> **Task to carry out**: If a line in the entries below holds the string "last", copy it.

> **Materials provided**:
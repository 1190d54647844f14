//! Linux poller: epoll with one timerfd per timer.
//!
//! Timers are `timerfd_create(CLOCK_MONOTONIC)` descriptors armed with
//! `timerfd_settime`; the kernel accumulates expirations, and reading the
//! eight-byte counter both drains and reports them. Epoll tokens carry a
//! high-bit tag separating timer ids from plain fds.

use super::{timeout_ms, PollEvents, PollResult, Poller, TimerHandle};
use crate::error::{IoError, Result};
use crate::syscall;
use std::collections::{HashMap, HashSet};
use std::os::unix::io::RawFd;
use std::time::Duration;

const TIMER_TAG: u64 = 1 << 63;

pub struct EpollPoller {
    epfd: RawFd,
    /// timer id -> (timerfd, repeating)
    timers: HashMap<u64, (RawFd, bool)>,
    registered: HashSet<RawFd>,
    next_timer: u64,
    closed: bool,
}

impl EpollPoller {
    pub fn new() -> Result<EpollPoller> {
        let epfd = unsafe { libc::epoll_create1(libc::EPOLL_CLOEXEC) };
        if epfd < 0 {
            return Err(IoError::last("epoll_create1 failed"));
        }
        Ok(EpollPoller {
            epfd,
            timers: HashMap::new(),
            registered: HashSet::new(),
            next_timer: 1,
            closed: false,
        })
    }

    fn ctl(&self, op: libc::c_int, fd: RawFd, events: u32, token: u64) -> Result<()> {
        let mut ev = libc::epoll_event { events, u64: token };
        if unsafe { libc::epoll_ctl(self.epfd, op, fd, &mut ev) } != 0 {
            return Err(IoError::last("epoll_ctl failed"));
        }
        Ok(())
    }

    fn epoll_mask(events: PollEvents) -> u32 {
        let mut mask = 0u32;
        if events.contains(PollEvents::READ) {
            mask |= libc::EPOLLIN as u32;
        }
        if events.contains(PollEvents::WRITE) {
            mask |= libc::EPOLLOUT as u32;
        }
        // EPOLLERR is always reported; requesting it explicitly is harmless.
        if events.contains(PollEvents::ERROR) {
            mask |= libc::EPOLLERR as u32;
        }
        mask
    }

    /// Drain a timerfd's expiration counter.
    fn read_expirations(fd: RawFd) -> u64 {
        let mut buf = [0u8; 8];
        let n = unsafe { libc::read(fd, buf.as_mut_ptr().cast(), 8) };
        if n == 8 {
            u64::from_ne_bytes(buf)
        } else {
            1
        }
    }
}

impl Poller for EpollPoller {
    fn add_timer(&mut self, interval: Duration, repeating: bool) -> Result<TimerHandle> {
        let tfd = unsafe {
            libc::timerfd_create(
                libc::CLOCK_MONOTONIC,
                libc::TFD_NONBLOCK | libc::TFD_CLOEXEC,
            )
        };
        if tfd < 0 {
            return Err(IoError::last("timerfd_create failed"));
        }

        let value = libc::timespec {
            tv_sec: interval.as_secs() as libc::time_t,
            tv_nsec: interval.subsec_nanos() as libc::c_long,
        };
        let spec = libc::itimerspec {
            it_interval: if repeating {
                value
            } else {
                libc::timespec {
                    tv_sec: 0,
                    tv_nsec: 0,
                }
            },
            it_value: value,
        };
        if unsafe { libc::timerfd_settime(tfd, 0, &spec, std::ptr::null_mut()) } != 0 {
            let err = IoError::last("timerfd_settime failed");
            unsafe { libc::close(tfd) };
            return Err(err);
        }

        let id = self.next_timer;
        self.next_timer += 1;
        self.ctl(
            libc::EPOLL_CTL_ADD,
            tfd,
            libc::EPOLLIN as u32,
            TIMER_TAG | id,
        )?;
        self.timers.insert(id, (tfd, repeating));
        Ok(TimerHandle(id))
    }

    fn cancel_timer(&mut self, handle: TimerHandle) -> Result<()> {
        if let Some((tfd, _)) = self.timers.remove(&handle.0) {
            let _ = self.ctl(libc::EPOLL_CTL_DEL, tfd, 0, 0);
            unsafe { libc::close(tfd) };
        }
        Ok(())
    }

    fn register_fd(&mut self, fd: RawFd, events: PollEvents) -> Result<()> {
        let mask = Self::epoll_mask(events);
        let op = if self.registered.contains(&fd) {
            libc::EPOLL_CTL_MOD
        } else {
            libc::EPOLL_CTL_ADD
        };
        match self.ctl(op, fd, mask, fd as u64) {
            Ok(()) => {}
            // Raced registration state: flip the operation once.
            Err(err) if err.errno == libc::EEXIST => {
                self.ctl(libc::EPOLL_CTL_MOD, fd, mask, fd as u64)?;
            }
            Err(err) if err.errno == libc::ENOENT => {
                self.ctl(libc::EPOLL_CTL_ADD, fd, mask, fd as u64)?;
            }
            Err(err) => return Err(err),
        }
        self.registered.insert(fd);
        Ok(())
    }

    fn unregister_fd(&mut self, fd: RawFd) -> Result<()> {
        if self.registered.remove(&fd) {
            let _ = self.ctl(libc::EPOLL_CTL_DEL, fd, 0, 0);
        }
        Ok(())
    }

    fn wait(&mut self, timeout: Option<Duration>) -> Result<Option<PollResult>> {
        let mut event = libc::epoll_event { events: 0, u64: 0 };
        let n = syscall::retry("epoll_wait failed", || unsafe {
            libc::epoll_wait(self.epfd, &mut event, 1, timeout_ms(timeout))
        })?;
        if n == 0 {
            return Ok(None);
        }

        let token = event.u64;
        if token & TIMER_TAG != 0 {
            let id = token & !TIMER_TAG;
            let Some(&(tfd, repeating)) = self.timers.get(&id) else {
                return Ok(None); // cancelled between wait and dispatch
            };
            let expirations = Self::read_expirations(tfd);
            if !repeating {
                self.cancel_timer(TimerHandle(id))?;
            }
            return Ok(Some(PollResult::Timer {
                handle: TimerHandle(id),
                expirations,
            }));
        }

        let fd = token as RawFd;
        let events = event.events;
        if events & (libc::EPOLLERR as u32 | libc::EPOLLHUP as u32) != 0 {
            return Ok(Some(PollResult::FdError { fd }));
        }
        if events & libc::EPOLLOUT as u32 != 0 {
            return Ok(Some(PollResult::FdWritable { fd }));
        }
        Ok(Some(PollResult::FdReadable { fd }))
    }

    fn close(&mut self) {
        if self.closed {
            return;
        }
        self.closed = true;
        for (_, (tfd, _)) in self.timers.drain() {
            unsafe { libc::close(tfd) };
        }
        unsafe { libc::close(self.epfd) };
    }
}

impl Drop for EpollPoller {
    fn drop(&mut self) {
        self.close();
    }
}

#[cfg(test)]
mod tests {
    use super::*;
    use std::time::Instant;

    #[test]
    fn timer_fires_with_expiration_count() {
        let mut poller = EpollPoller::new().unwrap();
        let handle = poller
            .add_timer(Duration::from_millis(10), true)
            .unwrap();
        match poller.wait(Some(Duration::from_millis(500))).unwrap() {
            Some(PollResult::Timer {
                handle: fired,
                expirations,
            }) => {
                assert_eq!(fired, handle);
                assert!(expirations >= 1);
            }
            other => panic!("expected timer, got {other:?}"),
        }
        poller.close();
    }

    #[test]
    fn missed_ticks_accumulate() {
        let mut poller = EpollPoller::new().unwrap();
        poller.add_timer(Duration::from_millis(5), true).unwrap();
        std::thread::sleep(Duration::from_millis(40));
        match poller.wait(Some(Duration::from_millis(100))).unwrap() {
            Some(PollResult::Timer { expirations, .. }) => {
                assert!(expirations >= 4, "expected coalesced ticks, got {expirations}");
            }
            other => panic!("expected timer, got {other:?}"),
        }
    }

    #[test]
    fn one_shot_timer_disarms() {
        let mut poller = EpollPoller::new().unwrap();
        poller.add_timer(Duration::from_millis(5), false).unwrap();
        assert!(matches!(
            poller.wait(Some(Duration::from_millis(200))).unwrap(),
            Some(PollResult::Timer { .. })
        ));
        assert_eq!(poller.wait(Some(Duration::from_millis(30))).unwrap(), None);
    }

    #[test]
    fn fd_readiness_and_reregistration() {
        let mut fds = [0i32; 2];
        assert_eq!(unsafe { libc::pipe(fds.as_mut_ptr()) }, 0);
        let [read_fd, write_fd] = fds;

        let mut poller = EpollPoller::new().unwrap();
        poller.register_fd(read_fd, PollEvents::READ).unwrap();
        // Re-registration of a known fd must not error.
        poller.register_fd(read_fd, PollEvents::READ).unwrap();

        assert_eq!(poller.wait(Some(Duration::from_millis(10))).unwrap(), None);
        assert_eq!(unsafe { libc::write(write_fd, b"!".as_ptr().cast(), 1) }, 1);
        assert_eq!(
            poller.wait(Some(Duration::from_millis(200))).unwrap(),
            Some(PollResult::FdReadable { fd: read_fd })
        );

        poller.unregister_fd(read_fd).unwrap();
        unsafe {
            libc::close(read_fd);
            libc::close(write_fd);
        }
    }

    #[test]
    fn user_timeout_beats_long_timer() {
        let mut poller = EpollPoller::new().unwrap();
        poller.add_timer(Duration::from_millis(200), true).unwrap();
        let start = Instant::now();
        let result = poller.wait(Some(Duration::from_millis(20))).unwrap();
        assert_eq!(result, None);
        assert!(
            start.elapsed() < Duration::from_millis(80),
            "20ms wait took {:?}",
            start.elapsed()
        );
    }

    #[test]
    fn close_is_idempotent() {
        let mut poller = EpollPoller::new().unwrap();
        poller.close();
        poller.close();
    }
}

> **Answer for the task**:
            return Err(IoError::last("epoll_create1 failed"));
            return Err(IoError::last("epoll_ctl failed"));
            return Err(IoError::last("timerfd_create failed"));
            let err = IoError::last("timerfd_settime failed");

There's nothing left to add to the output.